Data records:
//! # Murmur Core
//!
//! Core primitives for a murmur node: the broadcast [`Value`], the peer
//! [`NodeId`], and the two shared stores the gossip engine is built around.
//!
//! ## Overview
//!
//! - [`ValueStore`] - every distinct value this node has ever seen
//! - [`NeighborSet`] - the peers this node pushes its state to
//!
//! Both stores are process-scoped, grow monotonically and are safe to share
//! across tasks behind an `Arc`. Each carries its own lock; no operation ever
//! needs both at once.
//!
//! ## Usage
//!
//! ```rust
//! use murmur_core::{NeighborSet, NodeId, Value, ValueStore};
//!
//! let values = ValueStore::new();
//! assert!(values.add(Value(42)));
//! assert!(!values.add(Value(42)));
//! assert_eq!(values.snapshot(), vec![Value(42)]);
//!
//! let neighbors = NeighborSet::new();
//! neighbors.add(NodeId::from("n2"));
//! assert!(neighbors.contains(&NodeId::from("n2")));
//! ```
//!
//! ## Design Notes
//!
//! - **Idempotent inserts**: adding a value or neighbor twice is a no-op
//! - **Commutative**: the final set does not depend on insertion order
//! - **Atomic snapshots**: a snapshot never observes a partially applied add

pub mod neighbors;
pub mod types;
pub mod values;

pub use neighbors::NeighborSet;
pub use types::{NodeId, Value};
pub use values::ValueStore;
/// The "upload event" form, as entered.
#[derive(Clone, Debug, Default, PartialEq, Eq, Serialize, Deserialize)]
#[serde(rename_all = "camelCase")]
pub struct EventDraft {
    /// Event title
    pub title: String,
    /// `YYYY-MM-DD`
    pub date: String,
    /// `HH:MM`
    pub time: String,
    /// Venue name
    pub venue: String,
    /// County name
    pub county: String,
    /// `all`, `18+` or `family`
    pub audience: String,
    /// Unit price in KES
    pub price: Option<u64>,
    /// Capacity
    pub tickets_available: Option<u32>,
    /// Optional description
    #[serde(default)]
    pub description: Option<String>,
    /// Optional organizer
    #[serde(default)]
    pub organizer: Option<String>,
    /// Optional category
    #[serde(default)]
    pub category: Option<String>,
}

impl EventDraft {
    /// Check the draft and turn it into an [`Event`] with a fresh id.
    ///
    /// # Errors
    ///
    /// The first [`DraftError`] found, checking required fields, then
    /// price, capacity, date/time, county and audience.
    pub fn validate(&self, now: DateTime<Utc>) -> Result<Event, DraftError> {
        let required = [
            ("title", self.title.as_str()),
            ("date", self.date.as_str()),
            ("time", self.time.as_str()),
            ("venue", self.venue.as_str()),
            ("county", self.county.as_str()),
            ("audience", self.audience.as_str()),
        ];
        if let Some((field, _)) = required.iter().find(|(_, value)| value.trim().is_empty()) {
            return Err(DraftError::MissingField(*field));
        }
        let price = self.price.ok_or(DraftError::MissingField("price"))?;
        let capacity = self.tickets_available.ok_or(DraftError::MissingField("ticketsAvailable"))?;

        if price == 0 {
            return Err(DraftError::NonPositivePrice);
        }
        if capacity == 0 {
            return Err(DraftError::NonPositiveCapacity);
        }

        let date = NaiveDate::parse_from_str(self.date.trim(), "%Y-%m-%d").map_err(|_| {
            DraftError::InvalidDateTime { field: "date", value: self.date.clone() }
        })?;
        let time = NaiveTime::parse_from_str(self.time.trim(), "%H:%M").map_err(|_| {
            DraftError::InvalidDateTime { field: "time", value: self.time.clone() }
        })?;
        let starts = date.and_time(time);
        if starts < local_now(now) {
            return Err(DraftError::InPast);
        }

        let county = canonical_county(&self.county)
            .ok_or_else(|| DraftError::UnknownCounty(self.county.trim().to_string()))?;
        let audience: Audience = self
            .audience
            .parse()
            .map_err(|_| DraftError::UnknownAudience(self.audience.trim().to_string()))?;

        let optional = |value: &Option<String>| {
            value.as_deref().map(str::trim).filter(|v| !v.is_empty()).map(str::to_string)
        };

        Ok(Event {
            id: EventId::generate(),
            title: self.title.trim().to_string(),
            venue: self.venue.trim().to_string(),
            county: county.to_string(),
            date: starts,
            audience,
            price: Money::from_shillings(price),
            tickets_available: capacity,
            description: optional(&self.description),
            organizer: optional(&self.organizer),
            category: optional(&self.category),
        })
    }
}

Your assignment:
Send back the whole listing above exactly, please.

Solution for this task:
//! # Murmur Core
//!
//! Core primitives for a murmur node: the broadcast [`Value`], the peer
//! [`NodeId`], and the two shared stores the gossip engine is built around.
//!
//! ## Overview
//!
//! - [`ValueStore`] - every distinct value this node has ever seen
//! - [`NeighborSet`] - the peers this node pushes its state to
//!
//! Both stores are process-scoped, grow monotonically and are safe to share
//! across tasks behind an `Arc`. Each carries its own lock; no operation ever
//! needs both at once.
//!
//! ## Usage
//!
//! ```rust
//! use murmur_core::{NeighborSet, NodeId, Value, ValueStore};
//!
//! let values = ValueStore::new();
//! assert!(values.add(Value(42)));
//! assert!(!values.add(Value(42)));
//! assert_eq!(values.snapshot(), vec![Value(42)]);
//!
//! let neighbors = NeighborSet::new();
//! neighbors.add(NodeId::from("n2"));
//! assert!(neighbors.contains(&NodeId::from("n2")));
//! ```
//!
//! ## Design Notes
//!
//! - **Idempotent inserts**: adding a value or neighbor twice is a no-op
//! - **Commutative**: the final set does not depend on insertion order
//! - **Atomic snapshots**: a snapshot never observes a partially applied add

pub mod neighbors;
pub mod types;
pub mod values;

pub use neighbors::NeighborSet;
pub use types::{NodeId, Value};
pub use values::ValueStore;
/// The "upload event" form, as entered.
#[derive(Clone, Debug, Default, PartialEq, Eq, Serialize, Deserialize)]
#[serde(rename_all = "camelCase")]
pub struct EventDraft {
    /// Event title
    pub title: String,
    /// `YYYY-MM-DD`
    pub date: String,
    /// `HH:MM`
    pub time: String,
    /// Venue name
    pub venue: String,
    /// County name
    pub county: String,
    /// `all`, `18+` or `family`
    pub audience: String,
    /// Unit price in KES
    pub price: Option<u64>,
    /// Capacity
    pub tickets_available: Option<u32>,
    /// Optional description
    #[serde(default)]
    pub description: Option<String>,
    /// Optional organizer
    #[serde(default)]
    pub organizer: Option<String>,
    /// Optional category
    #[serde(default)]
    pub category: Option<String>,
}

impl EventDraft {
    /// Check the draft and turn it into an [`Event`] with a fresh id.
    ///
    /// # Errors
    ///
    /// The first [`DraftError`] found, checking required fields, then
    /// price, capacity, date/time, county and audience.
    pub fn validate(&self, now: DateTime<Utc>) -> Result<Event, DraftError> {
        let required = [
            ("title", self.title.as_str()),
            ("date", self.date.as_str()),
            ("time", self.time.as_str()),
            ("venue", self.venue.as_str()),
            ("county", self.county.as_str()),
            ("audience", self.audience.as_str()),
        ];
        if let Some((field, _)) = required.iter().find(|(_, value)| value.trim().is_empty()) {
            return Err(DraftError::MissingField(*field));
        }
        let price = self.price.ok_or(DraftError::MissingField("price"))?;
        let capacity = self.tickets_available.ok_or(DraftError::MissingField("ticketsAvailable"))?;

        if price == 0 {
            return Err(DraftError::NonPositivePrice);
        }
        if capacity == 0 {
            return Err(DraftError::NonPositiveCapacity);
        }

        let date = NaiveDate::parse_from_str(self.date.trim(), "%Y-%m-%d").map_err(|_| {
            DraftError::InvalidDateTime { field: "date", value: self.date.clone() }
        })?;
        let time = NaiveTime::parse_from_str(self.time.trim(), "%H:%M").map_err(|_| {
            DraftError::InvalidDateTime { field: "time", value: self.time.clone() }
        })?;
        let starts = date.and_time(time);
        if starts < local_now(now) {
            return Err(DraftError::InPast);
        }

        let county = canonical_county(&self.county)
            .ok_or_else(|| DraftError::UnknownCounty(self.county.trim().to_string()))?;
        let audience: Audience = self
            .audience
            .parse()
            .map_err(|_| DraftError::UnknownAudience(self.audience.trim().to_string()))?;

        let optional = |value: &Option<String>| {
            value.as_deref().map(str::trim).filter(|v| !v.is_empty()).map(str::to_string)
        };

        Ok(Event {
            id: EventId::generate(),
            title: self.title.trim().to_string(),
            venue: self.venue.trim().to_string(),
            county: county.to_string(),
            date: starts,
            audience,
            price: Money::from_shillings(price),
            tickets_available: capacity,
            description: optional(&self.description),
            organizer: optional(&self.organizer),
            category: optional(&self.category),
        })
    }
}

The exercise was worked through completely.